# The task
Retype, word for word, every line from the one holding "TaskId(TASK_ID_COUNTER.fetch_add(1, Ordering::Relaxed))" through the one holding "pub fn run(self)" in the entries below, both included, and only those lines.

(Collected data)

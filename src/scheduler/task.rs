//! Queued unit of work.

use super::Action;
use crate::subscription::{BooleanSubscription, CompositeSubscription, SubscriptionRef};
use crate::util::panic::run_contained;
use std::fmt;
use std::sync::atomic::{AtomicU64, Ordering};
use std::sync::Arc;
use std::time::Instant;

/// Global task ID counter
static TASK_ID_COUNTER: AtomicU64 = AtomicU64::new(1);

/// Unique identifier for a scheduled action
#[derive(Debug, Clone, Copy, PartialEq, Eq, Hash)]
pub struct TaskId(u64);

impl TaskId {
    pub(crate) fn next() -> Self {
        TaskId(TASK_ID_COUNTER.fetch_add(1, Ordering::Relaxed))
    }
}

pub(crate) enum TaskOutcome {
    Executed,
    /// The token was unsubscribed before the action could start.
    Cancelled,
    Panicked(String),
}

pub(crate) struct ScheduledTask {
    pub(crate) id: TaskId,
    func: Action,
    token: Arc<BooleanSubscription>,
    // worker-level registry the token lives in until the task is done
    tracker: Option<Arc<CompositeSubscription>>,
    pub(crate) submitted_at: Instant,
}

impl ScheduledTask {
    pub fn new(
        id: TaskId,
        func: Action,
        token: Arc<BooleanSubscription>,
        tracker: Option<Arc<CompositeSubscription>>,
    ) -> Self {
        ScheduledTask {
            id,
            func,
            token,
            tracker,
            submitted_at: Instant::now(),
        }
    }

    /// Runs the action unless its token was unsubscribed first.
    ///
    /// Starting and cancelling race on the same compare-exchange, so exactly
    /// one of them wins.
    pub fn run(self) -> TaskOutcome {
        let ScheduledTask {
            func,
            token,
            tracker,
            ..
        } = self;

        let claimed = token.mark_unsubscribed();
        if let Some(tracker) = tracker {
            let token: SubscriptionRef = token;
            tracker.forget(&token);
        }

        if !claimed {
            return TaskOutcome::Cancelled;
        }

        match run_contained(func) {
            Ok(()) => TaskOutcome::Executed,
            Err(message) => TaskOutcome::Panicked(message),
        }
    }

    /// Drops a task whose token was cancelled while it was still queued.
    pub(crate) fn discard(self) {
        if let Some(tracker) = &self.tracker {
            let token: SubscriptionRef = self.token.clone();
            tracker.forget(&token);
        }
    }
}

impl fmt::Debug for ScheduledTask {
    fn fmt(&self, f: &mut fmt::Formatter<'_>) -> fmt::Result {
        f.debug_struct("ScheduledTask")
            .field("id", &self.id)
            .field("submitted_at", &self.submitted_at)
            .finish()
    }
}
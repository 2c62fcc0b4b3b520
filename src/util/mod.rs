pub(crate) mod panic;
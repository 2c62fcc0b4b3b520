#![allow(dead_code)]

use crossbeam_channel::{bounded, unbounded, Receiver, Sender};
use parking_lot::Mutex;
use rivulet_rs::prelude::*;
use rivulet_rs::subscription;
use std::sync::Arc;
use std::thread::{self, ThreadId};
use std::time::Duration;

pub const TIMEOUT: Duration = Duration::from_secs(5);

#[derive(Debug, Clone, PartialEq, Eq)]
pub enum Terminal {
    Completed,
    Error(String),
}

/// Records everything it receives and lets the test wait for the
/// terminal signal with a bound.
#[derive(Debug)]
pub struct TestObserver<T> {
    values: Mutex<Vec<T>>,
    threads: Mutex<Vec<ThreadId>>,
    terminals: Mutex<Vec<Terminal>>,
    done_tx: Sender<()>,
    done_rx: Receiver<()>,
}

impl<T: Clone + Send + 'static> TestObserver<T> {
    pub fn new() -> Arc<Self> {
        let (done_tx, done_rx) = bounded(1);
        Arc::new(Self {
            values: Mutex::new(Vec::new()),
            threads: Mutex::new(Vec::new()),
            terminals: Mutex::new(Vec::new()),
            done_tx,
            done_rx,
        })
    }

    pub fn await_terminal(&self) {
        self.done_rx
            .recv_timeout(TIMEOUT)
            .expect("no terminal signal before timeout");
    }

    pub fn values(&self) -> Vec<T> {
        self.values.lock().clone()
    }

    /// Threads on which signals were delivered, in delivery order.
    pub fn threads(&self) -> Vec<ThreadId> {
        self.threads.lock().clone()
    }

    pub fn terminals(&self) -> Vec<Terminal> {
        self.terminals.lock().clone()
    }
}

impl<T> TestObserver<T> {
    fn terminate(&self, terminal: Terminal) {
        self.threads.lock().push(thread::current().id());
        self.terminals.lock().push(terminal);
        let _ = self.done_tx.try_send(());
    }
}

impl<T: Send> Observer<T> for TestObserver<T> {
    fn on_next(&self, value: T) {
        self.threads.lock().push(thread::current().id());
        self.values.lock().push(value);
    }

    fn on_error(&self, error: Error) {
        self.terminate(Terminal::Error(error.to_string()));
    }

    fn on_completed(&self) {
        self.terminate(Terminal::Completed);
    }
}

/// A cleanup resource that reports the thread it was released on.
pub fn thread_reporting_subscription() -> (SubscriptionRef, Receiver<ThreadId>) {
    let (tx, rx) = unbounded();
    let sub = subscription::from_fn(move || {
        let _ = tx.send(thread::current().id());
    });
    (sub, rx)
}

pub fn init_tracing() {
    let _ = tracing_subscriber::fmt()
        .with_test_writer()
        .with_max_level(tracing::Level::DEBUG)
        .try_init();
}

# Answer box
        TaskId(TASK_ID_COUNTER.fetch_add(1, Ordering::Relaxed))
    }
}

pub(crate) enum TaskOutcome {
    Executed,
    /// The token was unsubscribed before the action could start.
    Cancelled,
    Panicked(String),
}

pub(crate) struct ScheduledTask {
    pub(crate) id: TaskId,
    func: Action,
    token: Arc<BooleanSubscription>,
    // worker-level registry the token lives in until the task is done
    tracker: Option<Arc<CompositeSubscription>>,
    pub(crate) submitted_at: Instant,
}

impl ScheduledTask {
    pub fn new(
        id: TaskId,
        func: Action,
        token: Arc<BooleanSubscription>,
        tracker: Option<Arc<CompositeSubscription>>,
    ) -> Self {
        ScheduledTask {
            id,
            func,
            token,
            tracker,
            submitted_at: Instant::now(),
        }
    }

    /// Runs the action unless its token was unsubscribed first.
    ///
    /// Starting and cancelling race on the same compare-exchange, so exactly
    /// one of them wins.
    pub fn run(self) -> TaskOutcome {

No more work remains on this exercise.